◆ Given records ◆

//! Builds the query string of the `getSamples` capability.
//!
//! Complex parameters (`geometry`, `mosaicRule`) are compact JSON strings
//! embedded as plain query values, not nested JSON.

use crate::samples::error::SampleError;
use crate::types::envelope::Envelope;
use crate::types::service_options::{Interpolation, ResponseFormat};
use crate::types::time_range::TimeRange;
use bon::Builder;
use reqwest::Url;
use serde::Serialize;

pub const GEOMETRY_TYPE_ENVELOPE: &str = "esriGeometryEnvelope";

#[derive(Serialize)]
#[serde(rename_all = "camelCase")]
struct MosaicRule<'a> {
    multidimensional_definition: [VariableSelection<'a>; 1],
}

#[derive(Serialize)]
#[serde(rename_all = "camelCase")]
struct VariableSelection<'a> {
    variable_name: &'a str,
}

/// Parameters of one "sample values in region over time range" request.
///
/// # Examples
///
/// ```
/// use imagery_series::{Envelope, SampleQuery, TimeRange};
///
/// let query = SampleQuery::builder()
///     .envelope(Envelope::wgs84(-118.7, 33.6, -117.6, 34.4))
///     .variable("NO2")
///     .time_range(TimeRange::new(1_716_206_400_000, 1_716_292_800_000))
///     .build();
///
/// let pairs = query.query_pairs().unwrap();
/// assert!(pairs.contains(&("time", "1716206400000,1716292800000".to_string())));
/// ```
#[derive(Debug, Clone, PartialEq, Builder)]
pub struct SampleQuery {
    pub envelope: Envelope,
    #[builder(into)]
    pub variable: String,
    pub time_range: TimeRange,
    #[builder(default)]
    pub interpolation: Interpolation,
    #[builder(default)]
    pub format: ResponseFormat,
}

impl SampleQuery {
    /// `{"multidimensionalDefinition":[{"variableName":"<variable>"}]}`
    pub fn mosaic_rule_json(&self) -> Result<String, SampleError> {
        let rule = MosaicRule {
            multidimensional_definition: [VariableSelection {
                variable_name: &self.variable,
            }],
        };
        serde_json::to_string(&rule).map_err(SampleError::QueryEncoding)
    }

    /// Query parameters in the order the service documents them.
    pub fn query_pairs(&self) -> Result<Vec<(&'static str, String)>, SampleError> {
        let geometry = self
            .envelope
            .to_geometry_json()
            .map_err(SampleError::QueryEncoding)?;
        let interpolation = self.interpolation.as_query_value().to_string();

        Ok(vec![
            ("geometry", geometry),
            ("geometryType", GEOMETRY_TYPE_ENVELOPE.to_string()),
            ("mosaicRule", self.mosaic_rule_json()?),
            ("interpolation", interpolation),
            ("time", self.time_range.to_query_value()),
            ("f", self.format.as_query_value().to_string()),
        ])
    }

    /// Full, percent-encoded request URL against `endpoint`
    /// (usually [`crate::ServiceConfig::samples_endpoint`]).
    pub fn to_url(&self, endpoint: &str) -> Result<Url, SampleError> {
        let pairs = self.query_pairs()?;
        Url::parse_with_params(endpoint, &pairs).map_err(|e| SampleError::InvalidServiceUrl {
            url: endpoint.to_string(),
            reason: e.to_string(),
        })
    }
}

#[cfg(test)]
mod tests {
    use super::*;

    fn no2_query() -> SampleQuery {
        SampleQuery::builder()
            .envelope(Envelope::wgs84(-118.5, 33.5, -117.5, 34.5))
            .variable("NO2")
            .time_range(TimeRange::new(1_716_206_400_000, 1_716_292_800_000))
            .build()
    }

    fn lookup<'a>(pairs: &'a [(&'static str, String)], key: &str) -> &'a str {
        pairs
            .iter()
            .find(|(k, _)| *k == key)
            .map(|(_, v)| v.as_str())
            .unwrap_or_else(|| panic!("missing query parameter {key}"))
    }

    #[test]
    fn test_query_pairs() {
        let pairs = no2_query().query_pairs().unwrap();
        let keys: Vec<&str> = pairs.iter().map(|(k, _)| *k).collect();
        assert_eq!(
            keys,
            ["geometry", "geometryType", "mosaicRule", "interpolation", "time", "f"]
        );

        assert_eq!(
            lookup(&pairs, "geometry"),
            r#"{"xmin":-118.5,"ymin":33.5,"xmax":-117.5,"ymax":34.5,"spatialReference":{"wkid":4326}}"#
        );
        assert_eq!(lookup(&pairs, "geometryType"), "esriGeometryEnvelope");
        assert_eq!(
            lookup(&pairs, "mosaicRule"),
            r#"{"multidimensionalDefinition":[{"variableName":"NO2"}]}"#
        );
        assert_eq!(lookup(&pairs, "interpolation"), "RSP_NearestNeighbor");
        assert_eq!(lookup(&pairs, "time"), "1716206400000,1716292800000");
        assert_eq!(lookup(&pairs, "f"), "pjson");
    }

    #[test]
    fn test_variable_name_is_json_escaped() {
        let query = SampleQuery::builder()
            .envelope(Envelope::wgs84(0.0, 0.0, 1.0, 1.0))
            .variable(r#"odd"name"#)
            .time_range(TimeRange::new(0, 1))
            .build();
        assert_eq!(
            query.mosaic_rule_json().unwrap(),
            r#"{"multidimensionalDefinition":[{"variableName":"odd\"name"}]}"#
        );
    }

    #[test]
    fn test_url_round_trips_embedded_json() {
        let url = no2_query()
            .to_url("https://host/arcgis/rest/services/NO2/ImageServer/getSamples/")
            .unwrap();
        assert_eq!(
            url.path(),
            "/arcgis/rest/services/NO2/ImageServer/getSamples/"
        );

        let decoded: Vec<(String, String)> = url.query_pairs().into_owned().collect();
        let mosaic = decoded
            .iter()
            .find(|(k, _)| k == "mosaicRule")
            .map(|(_, v)| v.clone())
            .unwrap();
        let parsed: serde_json::Value = serde_json::from_str(&mosaic).unwrap();
        assert_eq!(
            parsed["multidimensionalDefinition"][0]["variableName"],
            "NO2"
        );
    }

    #[test]
    fn test_invalid_endpoint() {
        let err = no2_query().to_url("not a url").unwrap_err();
        assert!(matches!(err, SampleError::InvalidServiceUrl { .. }));
    }
}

◆ Instructions to follow ◆
A single figure, please: the number of lines in the data that hold the string "esriGeometryEnvelope".

◆ Task result ◆
2